Work to be completed: Run through the data and copy out every line that mentions the word "bool".

Stored data:
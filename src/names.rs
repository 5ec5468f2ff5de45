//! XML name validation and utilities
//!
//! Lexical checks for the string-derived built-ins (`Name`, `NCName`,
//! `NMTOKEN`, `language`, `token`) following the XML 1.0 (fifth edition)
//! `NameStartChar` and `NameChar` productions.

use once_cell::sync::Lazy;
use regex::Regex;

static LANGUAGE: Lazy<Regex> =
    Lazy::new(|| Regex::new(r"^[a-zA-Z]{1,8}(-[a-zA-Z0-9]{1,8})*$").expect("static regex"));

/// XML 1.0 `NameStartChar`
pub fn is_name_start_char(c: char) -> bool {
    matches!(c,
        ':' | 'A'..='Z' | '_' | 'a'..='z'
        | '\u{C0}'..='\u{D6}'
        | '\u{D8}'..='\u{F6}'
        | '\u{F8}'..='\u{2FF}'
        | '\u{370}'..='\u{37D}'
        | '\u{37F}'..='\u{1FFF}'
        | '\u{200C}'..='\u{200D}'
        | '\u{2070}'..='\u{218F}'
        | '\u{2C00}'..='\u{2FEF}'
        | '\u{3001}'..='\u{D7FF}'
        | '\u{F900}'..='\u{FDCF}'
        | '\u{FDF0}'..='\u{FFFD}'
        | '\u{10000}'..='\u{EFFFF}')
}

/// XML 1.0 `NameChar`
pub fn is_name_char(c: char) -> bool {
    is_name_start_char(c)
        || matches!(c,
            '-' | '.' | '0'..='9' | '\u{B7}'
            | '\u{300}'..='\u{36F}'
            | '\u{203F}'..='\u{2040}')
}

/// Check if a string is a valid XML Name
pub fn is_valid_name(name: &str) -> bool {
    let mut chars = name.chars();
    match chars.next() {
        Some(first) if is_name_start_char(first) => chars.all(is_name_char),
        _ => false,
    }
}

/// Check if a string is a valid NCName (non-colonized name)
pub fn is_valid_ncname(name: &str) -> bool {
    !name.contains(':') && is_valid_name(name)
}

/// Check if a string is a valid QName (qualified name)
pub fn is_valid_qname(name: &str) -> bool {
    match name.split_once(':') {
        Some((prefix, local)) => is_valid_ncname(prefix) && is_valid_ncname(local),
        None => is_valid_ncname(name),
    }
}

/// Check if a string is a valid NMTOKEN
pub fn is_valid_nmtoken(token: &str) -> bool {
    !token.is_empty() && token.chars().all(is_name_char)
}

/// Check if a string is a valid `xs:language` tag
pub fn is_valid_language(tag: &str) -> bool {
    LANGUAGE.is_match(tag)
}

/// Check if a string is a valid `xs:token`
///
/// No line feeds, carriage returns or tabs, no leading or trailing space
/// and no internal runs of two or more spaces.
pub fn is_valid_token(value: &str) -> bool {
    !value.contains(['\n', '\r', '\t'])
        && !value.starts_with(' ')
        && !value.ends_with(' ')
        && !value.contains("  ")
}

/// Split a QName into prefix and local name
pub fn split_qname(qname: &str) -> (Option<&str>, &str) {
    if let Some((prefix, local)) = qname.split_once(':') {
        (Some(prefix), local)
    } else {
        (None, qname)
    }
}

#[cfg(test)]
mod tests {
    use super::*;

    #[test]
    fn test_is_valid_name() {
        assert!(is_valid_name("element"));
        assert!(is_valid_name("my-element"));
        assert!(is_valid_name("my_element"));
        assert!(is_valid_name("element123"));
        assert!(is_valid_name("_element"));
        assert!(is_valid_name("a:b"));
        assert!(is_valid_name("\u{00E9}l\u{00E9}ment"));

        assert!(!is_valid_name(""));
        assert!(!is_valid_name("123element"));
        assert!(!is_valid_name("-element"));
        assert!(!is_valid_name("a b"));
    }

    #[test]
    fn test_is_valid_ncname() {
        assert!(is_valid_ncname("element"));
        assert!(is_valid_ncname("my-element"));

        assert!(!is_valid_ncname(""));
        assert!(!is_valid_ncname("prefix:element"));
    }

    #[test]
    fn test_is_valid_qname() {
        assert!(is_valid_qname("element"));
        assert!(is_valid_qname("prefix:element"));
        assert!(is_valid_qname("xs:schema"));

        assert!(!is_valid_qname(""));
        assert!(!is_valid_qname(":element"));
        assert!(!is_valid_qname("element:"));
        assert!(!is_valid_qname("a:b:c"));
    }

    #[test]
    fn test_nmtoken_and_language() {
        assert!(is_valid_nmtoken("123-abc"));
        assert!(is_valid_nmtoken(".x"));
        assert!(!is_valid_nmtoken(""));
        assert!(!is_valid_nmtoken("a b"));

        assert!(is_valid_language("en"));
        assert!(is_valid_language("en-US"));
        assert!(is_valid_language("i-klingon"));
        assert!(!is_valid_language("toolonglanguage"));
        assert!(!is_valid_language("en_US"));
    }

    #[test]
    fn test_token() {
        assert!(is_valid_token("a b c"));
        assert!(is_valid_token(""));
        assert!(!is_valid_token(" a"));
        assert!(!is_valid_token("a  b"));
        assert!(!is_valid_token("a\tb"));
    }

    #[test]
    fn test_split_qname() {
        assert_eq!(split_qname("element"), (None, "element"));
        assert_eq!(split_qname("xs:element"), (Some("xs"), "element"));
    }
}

...

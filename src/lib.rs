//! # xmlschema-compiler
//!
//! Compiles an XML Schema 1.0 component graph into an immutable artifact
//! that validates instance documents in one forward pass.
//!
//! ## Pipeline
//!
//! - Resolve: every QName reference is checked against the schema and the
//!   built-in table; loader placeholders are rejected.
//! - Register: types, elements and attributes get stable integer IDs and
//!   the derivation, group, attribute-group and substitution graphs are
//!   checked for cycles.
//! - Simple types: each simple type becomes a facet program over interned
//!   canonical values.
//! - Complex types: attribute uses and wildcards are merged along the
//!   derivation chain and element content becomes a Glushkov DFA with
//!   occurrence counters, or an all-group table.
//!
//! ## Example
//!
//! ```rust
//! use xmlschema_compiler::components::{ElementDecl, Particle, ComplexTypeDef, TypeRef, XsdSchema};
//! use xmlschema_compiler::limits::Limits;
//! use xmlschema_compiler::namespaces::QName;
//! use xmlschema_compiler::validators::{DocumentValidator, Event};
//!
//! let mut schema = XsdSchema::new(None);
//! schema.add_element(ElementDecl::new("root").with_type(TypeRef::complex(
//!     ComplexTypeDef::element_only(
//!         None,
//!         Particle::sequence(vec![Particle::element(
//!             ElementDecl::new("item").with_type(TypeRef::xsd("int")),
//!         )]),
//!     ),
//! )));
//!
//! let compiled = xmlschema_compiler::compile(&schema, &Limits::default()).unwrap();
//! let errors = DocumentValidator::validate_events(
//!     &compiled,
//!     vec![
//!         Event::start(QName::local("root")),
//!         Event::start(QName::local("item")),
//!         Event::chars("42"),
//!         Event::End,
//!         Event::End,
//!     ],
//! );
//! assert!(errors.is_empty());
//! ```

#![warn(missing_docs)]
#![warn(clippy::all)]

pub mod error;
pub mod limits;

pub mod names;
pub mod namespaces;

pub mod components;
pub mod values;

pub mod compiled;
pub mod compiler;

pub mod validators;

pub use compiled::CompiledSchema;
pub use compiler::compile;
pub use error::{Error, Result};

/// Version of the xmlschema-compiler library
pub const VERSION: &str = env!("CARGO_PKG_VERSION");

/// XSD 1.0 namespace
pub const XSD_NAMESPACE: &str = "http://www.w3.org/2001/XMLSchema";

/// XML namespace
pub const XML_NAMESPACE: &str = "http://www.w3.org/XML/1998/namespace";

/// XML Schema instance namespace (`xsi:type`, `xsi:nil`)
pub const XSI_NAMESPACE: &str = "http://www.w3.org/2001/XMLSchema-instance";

Solution to the exercise:
pub fn is_name_start_char(c: char) -> bool {
pub fn is_name_char(c: char) -> bool {
pub fn is_valid_name(name: &str) -> bool {
pub fn is_valid_ncname(name: &str) -> bool {
pub fn is_valid_qname(name: &str) -> bool {
pub fn is_valid_nmtoken(token: &str) -> bool {
pub fn is_valid_language(tag: &str) -> bool {
pub fn is_valid_token(value: &str) -> bool {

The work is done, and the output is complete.